Nonetheless, turf battles, self-referral, and attacks on reimbursement are but distractions from radiology’s bigger problem, the lack of one unifying concept behind which all factions in radiology can align, including academics and private practice radiologists, imaging center owners and vendors, the American College of Radiology, the American Healthcare Radiology Administrators, the Radiology Business Management Association, and the National Coalition for Quality Diagnostic Imaging Services. Radiology is definitely in need of what Jim Collins, author of Good to Great, calls a Hedgehog Concept, a simple, elegant idea that summarizes the indisputable value of the specialty. Collins borrows the term from Isaiah Berlin’s famous essay, “The Fox and the Hedgehog,” based on the ancient Greek parable. In this fable, the cunning fox attempts to attack the dowdy hedgehog day after day, but the hedgehog simply rolls itself into a ball of spikes to turn back the fox. As Collins notes, Berlin divides the world into foxes, who pursue many ends and see the complexity of the world, and hedgehogs, who distill the world into one single organizing idea.

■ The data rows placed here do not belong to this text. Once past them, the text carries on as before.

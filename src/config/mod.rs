//! Configuration module for the voice relay server
//!
//! This module handles server configuration from various sources: .env files, YAML files,
//! and environment variables. Priority: YAML > ENV vars > .env values > defaults.
//!
//! # Modules
//! - `yaml`: YAML configuration file loading
//! - `env`: Environment variable loading
//! - `merge`: Merging YAML and environment configurations
//!
//! # Example
//! ```rust,no_run
//! use voice_relay::config::ServerConfig;
//! use std::path::PathBuf;
//!
//! # fn main() -> Result<(), Box<dyn std::error::Error>> {
//! // Load from environment variables only
//! let config = ServerConfig::from_env()?;
//!
//! // Load from YAML file with environment variable overrides
//! let config_path = PathBuf::from("config.yaml");
//! let config = ServerConfig::from_file(&config_path)?;
//!
//! println!("Server listening on {}", config.address());
//! # Ok(())
//! # }
//! ```

use std::path::PathBuf;
use std::time::Duration;

mod env;
mod merge;
mod yaml;

use crate::utils::url_validation::validate_service_url;

/// Placeholder shipped in sample `.env` files; treated as "not configured"
pub const WEBHOOK_URL_PLACEHOLDER: &str = "YOUR_N8N_WEBHOOK_RECEIVE_TEXT_URL";

pub const DEFAULT_HOST: &str = "0.0.0.0";
pub const DEFAULT_PORT: u16 = 3000;
pub const DEFAULT_STT_URL: &str = "http://whisper-api:9000/transcribe";
pub const DEFAULT_TTS_URL: &str = "http://coqui-tts-api:5002/api/tts";

pub const DEFAULT_UTTERANCE_IDLE_TIMEOUT_MS: u64 = 1500;
pub const DEFAULT_AUTOMATION_TIMEOUT_SECS: u64 = 10;
pub const DEFAULT_TTS_REPLY_TIMEOUT_SECS: u64 = 180;
pub const DEFAULT_TTS_FALLBACK_TIMEOUT_SECS: u64 = 120;
pub const DEFAULT_STT_TIMEOUT_SECS: u64 = 60;

/// Timeouts applied to the session pipeline and its outbound calls
#[derive(Debug, Clone, PartialEq, Eq)]
pub struct TimeoutConfig {
    /// Silence after the last audio chunk before an utterance is finalized
    pub utterance_idle: Duration,
    /// Hard limit on the automation webhook request (the request is aborted on expiry)
    pub automation: Duration,
    /// TTS limit for replies delivered through the intake endpoint
    pub tts_reply: Duration,
    /// TTS limit for locally generated fallback replies
    pub tts_fallback: Duration,
    /// STT upload limit
    pub stt: Duration,
}

impl Default for TimeoutConfig {
    fn default() -> Self {
        Self {
            utterance_idle: Duration::from_millis(DEFAULT_UTTERANCE_IDLE_TIMEOUT_MS),
            automation: Duration::from_secs(DEFAULT_AUTOMATION_TIMEOUT_SECS),
            tts_reply: Duration::from_secs(DEFAULT_TTS_REPLY_TIMEOUT_SECS),
            tts_fallback: Duration::from_secs(DEFAULT_TTS_FALLBACK_TIMEOUT_SECS),
            stt: Duration::from_secs(DEFAULT_STT_TIMEOUT_SECS),
        }
    }
}

/// Server configuration
///
/// Contains everything needed to run the relay:
/// - Server settings (host, port)
/// - External service endpoints (STT, TTS, automation webhook)
/// - Pipeline timeouts
/// - Outbound TLS and CORS settings
#[derive(Debug, Clone)]
pub struct ServerConfig {
    // Server settings
    pub host: String,
    pub port: u16,

    // External services
    /// Automation webhook that receives `{sessionId, text}`.
    /// `None` degrades gracefully: transcripts are produced but never relayed.
    pub automation_webhook_url: Option<String>,
    /// Speech-to-text endpoint accepting a multipart `file` upload
    pub stt_url: String,
    /// Text-to-speech endpoint accepting `{text}`
    pub tts_url: String,

    /// Directory holding per-utterance temp artifacts
    pub audio_temp_dir: PathBuf,

    pub timeouts: TimeoutConfig,

    /// Accept self-signed certificates on outbound HTTPS calls
    pub allow_insecure_tls: bool,

    // Security configuration
    /// CORS allowed origins (comma-separated list or "*" for all)
    /// Default: None (CORS disabled, same-origin only)
    pub cors_allowed_origins: Option<String>,
}

impl ServerConfig {
    /// Load configuration from environment variables only
    ///
    /// The `.env` file is loaded in `main.rs` before this is called, so its values
    /// are visible here as regular environment variables.
    pub fn from_env() -> Result<Self, Box<dyn std::error::Error>> {
        let config = merge::merge_config(None)?;
        config.validate()?;
        Ok(config)
    }

    /// Load configuration from a YAML file with environment variable base
    ///
    /// Priority order (highest to lowest):
    /// 1. YAML file values
    /// 2. Environment variables (actual ENV vars override .env values)
    /// 3. .env file values
    /// 4. Default values
    ///
    /// # Errors
    /// Returns an error if:
    /// - The YAML file cannot be read or is malformed
    /// - Environment variables have invalid formats
    /// - Configuration validation fails
    pub fn from_file(path: &PathBuf) -> Result<Self, Box<dyn std::error::Error>> {
        let yaml_config = yaml::YamlConfig::from_file(path)?;
        let config = merge::merge_config(Some(yaml_config))?;
        config.validate()?;
        Ok(config)
    }

    /// Get the server address as a string
    ///
    /// Returns the address in the format "host:port"
    pub fn address(&self) -> String {
        format!("{}:{}", self.host, self.port)
    }

    /// Whether transcripts can be forwarded to the automation system
    pub fn has_automation_webhook(&self) -> bool {
        self.automation_webhook_url.is_some()
    }

    fn validate(&self) -> Result<(), Box<dyn std::error::Error>> {
        validate_service_url(&self.stt_url).map_err(|e| format!("Invalid STT URL: {e}"))?;
        validate_service_url(&self.tts_url).map_err(|e| format!("Invalid TTS URL: {e}"))?;
        if let Some(ref webhook) = self.automation_webhook_url {
            validate_service_url(webhook)
                .map_err(|e| format!("Invalid automation webhook URL: {e}"))?;
        }

        let timeouts = [
            ("utterance idle", self.timeouts.utterance_idle),
            ("automation", self.timeouts.automation),
            ("TTS reply", self.timeouts.tts_reply),
            ("TTS fallback", self.timeouts.tts_fallback),
            ("STT", self.timeouts.stt),
        ];
        for (name, value) in timeouts {
            if value.is_zero() {
                return Err(format!("{name} timeout must be greater than zero").into());
            }
        }

        Ok(())
    }
}

/// Normalize a configured webhook URL, treating blanks and the sample placeholder as unset
pub(crate) fn normalize_webhook_url(raw: Option<String>) -> Option<String> {
    raw.map(|s| s.trim().to_string())
        .filter(|s| !s.is_empty() && s != WEBHOOK_URL_PLACEHOLDER)
}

Consider this as radiology’s Hedgehog Concept: the simple but sublime notion that radiologists are best qualified to act as stewards of radiation itself, the wonderful yet terrible energy that gave the specialty its start and still plays a vital role in imaging. It is as stewards, as well as physicians, that radiology can provide the best service and add the greatest value to the overall health care system. No one but a radiologist is better equipped to understand the potential benefits and dangers of radiation exposure, no one is better educated on the appropriateness of an examination for an indication, and no one is better positioned to begin keeping a tally of a patient’s dose over time.

Clearly, radiology is on the cusp of yet another revolution in practice patterns, and only by pulling its head out of the sand and accepting full responsibility for the power of radiation to help and to harm can radiology maintain preeminence in diagnostic imaging.